For this exercise, please reproduce the records below word for word, from the first line through the line with "use petgraph::stable_graph::NodeIndex;".

+++ Given data

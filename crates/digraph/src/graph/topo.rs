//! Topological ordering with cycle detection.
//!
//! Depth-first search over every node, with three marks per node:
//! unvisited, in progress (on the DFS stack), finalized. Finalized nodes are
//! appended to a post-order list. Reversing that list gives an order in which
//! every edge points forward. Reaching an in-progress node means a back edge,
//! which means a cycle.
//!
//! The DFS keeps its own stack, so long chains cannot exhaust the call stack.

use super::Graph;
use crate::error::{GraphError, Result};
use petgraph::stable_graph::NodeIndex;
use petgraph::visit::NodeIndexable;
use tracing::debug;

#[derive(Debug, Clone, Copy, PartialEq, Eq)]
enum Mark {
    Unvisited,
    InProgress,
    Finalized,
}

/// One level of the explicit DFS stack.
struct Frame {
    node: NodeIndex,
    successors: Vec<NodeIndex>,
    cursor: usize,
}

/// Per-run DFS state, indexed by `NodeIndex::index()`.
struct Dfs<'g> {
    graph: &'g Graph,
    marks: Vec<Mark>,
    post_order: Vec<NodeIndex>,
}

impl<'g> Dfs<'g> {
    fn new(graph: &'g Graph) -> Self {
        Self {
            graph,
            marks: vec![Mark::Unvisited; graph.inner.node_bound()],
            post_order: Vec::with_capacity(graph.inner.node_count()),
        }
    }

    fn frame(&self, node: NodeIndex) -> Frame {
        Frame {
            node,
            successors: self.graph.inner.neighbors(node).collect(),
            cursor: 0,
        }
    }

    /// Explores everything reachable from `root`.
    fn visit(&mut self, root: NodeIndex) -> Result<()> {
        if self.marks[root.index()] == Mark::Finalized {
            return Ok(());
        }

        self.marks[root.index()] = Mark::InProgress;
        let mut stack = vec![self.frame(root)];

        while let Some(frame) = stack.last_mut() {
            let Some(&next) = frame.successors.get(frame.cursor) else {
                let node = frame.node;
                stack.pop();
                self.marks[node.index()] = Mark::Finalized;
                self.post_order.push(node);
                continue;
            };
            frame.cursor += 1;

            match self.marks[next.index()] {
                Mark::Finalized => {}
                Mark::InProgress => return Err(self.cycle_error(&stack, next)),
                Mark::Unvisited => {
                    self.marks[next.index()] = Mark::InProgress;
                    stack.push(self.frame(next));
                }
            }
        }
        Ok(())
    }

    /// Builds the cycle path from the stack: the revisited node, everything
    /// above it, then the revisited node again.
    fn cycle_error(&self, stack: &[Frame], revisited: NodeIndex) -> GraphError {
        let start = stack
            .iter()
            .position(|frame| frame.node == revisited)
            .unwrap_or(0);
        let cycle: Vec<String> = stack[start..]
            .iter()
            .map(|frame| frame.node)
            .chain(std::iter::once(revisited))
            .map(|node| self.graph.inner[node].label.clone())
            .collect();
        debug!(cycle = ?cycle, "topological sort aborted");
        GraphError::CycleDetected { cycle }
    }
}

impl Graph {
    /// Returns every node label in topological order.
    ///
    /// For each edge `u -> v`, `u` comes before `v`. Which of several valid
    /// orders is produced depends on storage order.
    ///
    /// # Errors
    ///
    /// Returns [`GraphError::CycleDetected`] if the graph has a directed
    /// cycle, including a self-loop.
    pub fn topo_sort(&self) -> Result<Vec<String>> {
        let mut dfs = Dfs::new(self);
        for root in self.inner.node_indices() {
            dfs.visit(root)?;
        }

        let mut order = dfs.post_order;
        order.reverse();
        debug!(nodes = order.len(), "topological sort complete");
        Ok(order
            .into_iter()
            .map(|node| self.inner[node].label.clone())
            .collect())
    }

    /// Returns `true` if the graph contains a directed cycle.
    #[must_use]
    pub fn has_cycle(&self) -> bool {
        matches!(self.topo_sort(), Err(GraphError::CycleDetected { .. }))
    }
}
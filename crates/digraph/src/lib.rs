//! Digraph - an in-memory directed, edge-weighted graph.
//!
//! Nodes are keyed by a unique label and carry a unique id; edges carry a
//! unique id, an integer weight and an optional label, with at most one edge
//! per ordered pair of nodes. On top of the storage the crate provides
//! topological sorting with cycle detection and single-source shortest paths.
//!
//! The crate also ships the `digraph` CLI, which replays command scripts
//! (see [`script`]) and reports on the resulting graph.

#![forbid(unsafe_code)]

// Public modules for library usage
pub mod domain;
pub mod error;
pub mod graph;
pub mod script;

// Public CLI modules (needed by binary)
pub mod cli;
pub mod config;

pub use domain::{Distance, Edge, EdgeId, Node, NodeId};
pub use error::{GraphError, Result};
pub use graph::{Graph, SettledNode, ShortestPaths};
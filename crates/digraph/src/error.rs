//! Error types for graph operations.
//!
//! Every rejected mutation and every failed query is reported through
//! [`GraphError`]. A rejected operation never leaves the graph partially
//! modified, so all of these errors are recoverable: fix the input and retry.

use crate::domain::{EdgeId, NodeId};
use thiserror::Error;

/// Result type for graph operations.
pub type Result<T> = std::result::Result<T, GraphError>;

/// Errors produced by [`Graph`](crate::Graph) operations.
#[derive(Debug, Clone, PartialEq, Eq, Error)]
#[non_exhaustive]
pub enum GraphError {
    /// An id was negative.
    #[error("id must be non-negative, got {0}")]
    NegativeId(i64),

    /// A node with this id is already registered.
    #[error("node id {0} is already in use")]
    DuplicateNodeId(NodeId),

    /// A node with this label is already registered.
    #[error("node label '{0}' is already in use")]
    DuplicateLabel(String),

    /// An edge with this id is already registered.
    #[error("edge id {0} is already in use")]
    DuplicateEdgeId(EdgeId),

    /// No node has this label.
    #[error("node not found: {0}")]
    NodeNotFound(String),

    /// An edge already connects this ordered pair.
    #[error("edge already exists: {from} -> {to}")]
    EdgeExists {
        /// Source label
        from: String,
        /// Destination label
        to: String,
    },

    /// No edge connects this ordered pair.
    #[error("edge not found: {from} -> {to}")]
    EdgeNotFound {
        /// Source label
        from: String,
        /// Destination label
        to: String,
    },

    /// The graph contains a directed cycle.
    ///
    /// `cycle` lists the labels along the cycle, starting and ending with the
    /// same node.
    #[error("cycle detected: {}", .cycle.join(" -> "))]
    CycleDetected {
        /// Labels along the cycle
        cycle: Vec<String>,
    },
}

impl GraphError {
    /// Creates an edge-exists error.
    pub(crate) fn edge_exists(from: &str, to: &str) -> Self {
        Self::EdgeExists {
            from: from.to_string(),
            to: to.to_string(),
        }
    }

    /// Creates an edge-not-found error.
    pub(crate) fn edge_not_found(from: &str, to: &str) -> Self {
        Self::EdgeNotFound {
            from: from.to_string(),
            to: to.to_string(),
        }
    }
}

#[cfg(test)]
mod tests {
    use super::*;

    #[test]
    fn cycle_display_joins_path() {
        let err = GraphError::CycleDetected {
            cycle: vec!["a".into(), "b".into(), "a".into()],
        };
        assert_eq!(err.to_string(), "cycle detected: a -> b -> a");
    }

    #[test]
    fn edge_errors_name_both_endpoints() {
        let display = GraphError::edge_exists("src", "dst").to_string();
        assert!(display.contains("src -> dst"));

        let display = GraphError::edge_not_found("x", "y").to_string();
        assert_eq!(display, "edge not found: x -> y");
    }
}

++++++

» Completed exercise
filename crates/digraph/src/graph/topo.rs
//! Topological ordering with cycle detection.
//!
//! Depth-first search over every node, with three marks per node:
//! unvisited, in progress (on the DFS stack), finalized. Finalized nodes are
//! appended to a post-order list. Reversing that list gives an order in which
//! every edge points forward. Reaching an in-progress node means a back edge,
//! which means a cycle.
//!
//! The DFS keeps its own stack, so long chains cannot exhaust the call stack.

use super::Graph;
use crate::error::{GraphError, Result};
use petgraph::stable_graph::NodeIndex;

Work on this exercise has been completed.